Lorsque j'ai pris mes fonctions de ministre de la culture l'an dernier j'ai, dans un premier temps, trouvé que la procédure de négociation communautaire applicable – qui requiert l'unanimité – était bien lourde. D'autant que la mesure est évidente, indispensable, peu coûteuse : l'expérience l'a prouvé, les augmentations de chiffre d'affaires engendrées par une baisse de la TVA sur le disque devraient, largement, compenser les baisses de rentrées fiscales dues à la diminution du taux.
J'ai, une fois obtenu un arbitrage du premier ministre en faveur de cette mesure, saisi la commission européenne.
Les premières discussions intervenues avec la commission, les échanges avec plusieurs parlementaires européens – et je souhaite saluer à cette occasion l'appui déterminant de Mme Nana Mouskouri sur ce dossier –, la mission effectuée par M. André Larquie auprès de tous les gouvernements de l'Union européenne, les échanges intervenus avec mes collègues lors des conseils de Bologne et de Luxembourg, toutes ces discussions ont, à mon sens, été fort utiles pour enrichir le débat.
L'Européen de conviction que je suis peut dresser un bilan positif de l'exercice auquel nous sommes confrontés. L'obligation de l'unanimité nous contraint à examiner le problème dans toutes ses dimensions, à affûter notre argumentation, à savoir convaincre.
Un vaste débat, une vaste prise de conscience sont nécessaires : c'est tout l'intérêt de ces assises européennes du disque aujourd'hui réunies.
Je ne souhaite pas négliger les objections d'ordre technique qui ont pu être soulevées à l'encontre de notre souhait. Je ne crois pas qu'il faille en exagérer l'importance. Ainsi, de l'objection portant sur la difficulté qu'il y aurait à distinguer le disque produit culturel dans l'ensemble de la production discographique : ce que l'on a réussi pour le libre, en se fondant sur le concept d'oeuvre de l'esprit, doit pouvoir l'être sans plus de difficulté pour le disque.
De même, pour l'objection portant sur le risque de distorsions de concurrence si tous les pays de la communauté ne se décident pas ensemble pour une baisse de taux : ce risque est le même pour tous les producteurs qui peuvent bénéficier d'un taux réduit.

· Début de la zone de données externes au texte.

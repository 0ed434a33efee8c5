use std::fmt;
use std::str::FromStr;

use campus_core::{bail_portal, PortalResult};
use serde::{Deserialize, Serialize};

/// Who is signed in. Each role has its own dashboard.
#[derive(Debug, Clone, Copy, PartialEq, Eq, Hash, Serialize, Deserialize)]
#[serde(rename_all = "snake_case")]
pub enum Role {
    Student,
    Parent,
    Teacher,
    SchoolAdmin,
    SuperAdmin,
}

impl Role {
    pub const ALL: [Role; 5] = [
        Role::Student,
        Role::Parent,
        Role::Teacher,
        Role::SchoolAdmin,
        Role::SuperAdmin,
    ];

    pub fn as_str(&self) -> &'static str {
        match self {
            Role::Student => "student",
            Role::Parent => "parent",
            Role::Teacher => "teacher",
            Role::SchoolAdmin => "school_admin",
            Role::SuperAdmin => "super_admin",
        }
    }

    pub fn dashboard_path(&self) -> &'static str {
        match self {
            Role::Student => "/dashboard/student",
            Role::Parent => "/dashboard/parent",
            Role::Teacher => "/dashboard/teacher",
            Role::SchoolAdmin => "/dashboard/school-admin",
            Role::SuperAdmin => "/dashboard/super-admin",
        }
    }
}

impl fmt::Display for Role {
    fn fmt(&self, f: &mut fmt::Formatter<'_>) -> fmt::Result {
        f.write_str(self.as_str())
    }
}

impl FromStr for Role {
    type Err = anyhow::Error;

    fn from_str(s: &str) -> PortalResult<Self> {
        let normalized = s.trim().to_lowercase().replace('-', "_");
        if let Some(role) = Role::ALL.into_iter().find(|r| r.as_str() == normalized) {
            return Ok(role);
        }
        bail_portal!(bad_request, "Unknown role: {}", s);
    }
}
use std::sync::atomic::{AtomicI64, Ordering};

use chrono::{DateTime, Utc};

/// One entity type held in a backing collection.
///
/// - `Draft` is the creation input (everything except `id` and `created_at`)
/// - `Patch` is a shallow partial update: `None` fields are left alone
pub trait Record: Clone + Send + Sync + 'static {
    type Draft: Send + 'static;
    type Patch: Clone + Send + Sync + 'static;

    /// Id prefix, e.g. `"resource"` for `resource_1718000000000`.
    const PREFIX: &'static str;

    /// Human label used in messages, e.g. `"Resource"`.
    const LABEL: &'static str;

    fn id(&self) -> &str;

    fn from_draft(id: String, created_at: DateTime<Utc>, draft: Self::Draft) -> Self;

    fn apply(&mut self, patch: Self::Patch);

    fn not_found_message() -> String {
        format!("{} not found", Self::LABEL)
    }
}

/// Selects records during `list`. The unit filter `()` selects everything.
pub trait RecordFilter<R>: Send + Sync {
    fn matches(&self, record: &R) -> bool;
}

impl<R> RecordFilter<R> for () {
    fn matches(&self, _record: &R) -> bool {
        true
    }
}

/// Equality on an optional filter field. `None` matches anything.
pub fn field_eq(wanted: Option<&str>, actual: &str) -> bool {
    wanted.map_or(true, |w| w == actual)
}

/// Containment on an array-valued field. `None` matches anything.
pub fn field_contains(wanted: Option<&str>, actual: &[String]) -> bool {
    wanted.map_or(true, |w| actual.iter().any(|v| v == w))
}

/// Case-insensitive substring match for free-text search.
pub fn text_contains(needle: Option<&str>, haystack: &str) -> bool {
    match needle.map(str::trim) {
        None | Some("") => true,
        Some(n) => haystack.to_lowercase().contains(&n.to_lowercase()),
    }
}

/// Shallow merge: copy every `Some` field of a patch onto the record.
///
/// ```ignore
/// merge_fields!(self => patch; title, description, due_date);
/// ```
#[macro_export]
macro_rules! merge_fields {
    ($target:expr => $patch:expr ; $($field:ident),+ $(,)?) => {
        $(
            if let Some(value) = $patch.$field {
                $target.$field = value;
            }
        )+
    };
}

static LAST_ID_MILLIS: AtomicI64 = AtomicI64::new(0);

/// Mint `"<prefix>_<millis>"`.
///
/// Ids are time-derived. Within one process the millisecond component is
/// strictly increasing, so two calls in the same millisecond still differ.
pub fn next_id(prefix: &str, now: DateTime<Utc>) -> String {
    let wanted = now.timestamp_millis();
    let mut last = LAST_ID_MILLIS.load(Ordering::Relaxed);
    loop {
        let next = wanted.max(last + 1);
        match LAST_ID_MILLIS.compare_exchange_weak(last, next, Ordering::Relaxed, Ordering::Relaxed) {
            Ok(_) => return format!("{prefix}_{next}"),
            Err(actual) => last = actual,
        }
    }
}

Au-delà de ces considérations techniques, ce sont bien davantage des considérations politique qu'il faut prendre en compte. Seule une volonté politique forte permettra de venir à bout des oppositions de toute sorte, techniques et financières. Nous avons besoin de partager un enthousiasme constructeur.
J'espère que ces échanges auront constitué à rassurer les sceptiques et à conforter ceux qui comme moi veulent aller de l'avant. La pétition qui circule depuis quelques jours à l'initiative de Musique France Plus, et que de nombreux artistes ont déjà signée, me soutient dans ma détermination.
La baisse de la TVA sur le disque n'est pas une fin en soi. Je vous ai dit que j'y vois, surtout, le moyen d'élargir la diffusion du disque et de soutenir la création. Si la réforme est adoptée, les producteurs de disques devront répercuter pleinement la baisse de la TVA sur le prix de vente aux consommateurs.
La réflexion devra se poursuivre, par exemple sur une meilleure circulation de l'expression artistique au sein de l'Union européenne. Peut-être faudra-t-il imaginer, pour le disque, le pendant de ce qui existe aujourd'hui dans le domaine du livre et du cinéma.
Dans l'immédiat, notre objectif est clair et les moyens d'y arriver également. Seule une mobilisation de toutes les parties concernées nous permettra d'avancer. L'identité européenne, faite de la diversité des cultures de notre continent, a tout à gagner à une prise de décision qui aille dans le sens d'une politique dynamique en faveur du disque.
Ces assises auront représenté, je crois, une importante contribution au débat, et je vous en remercie.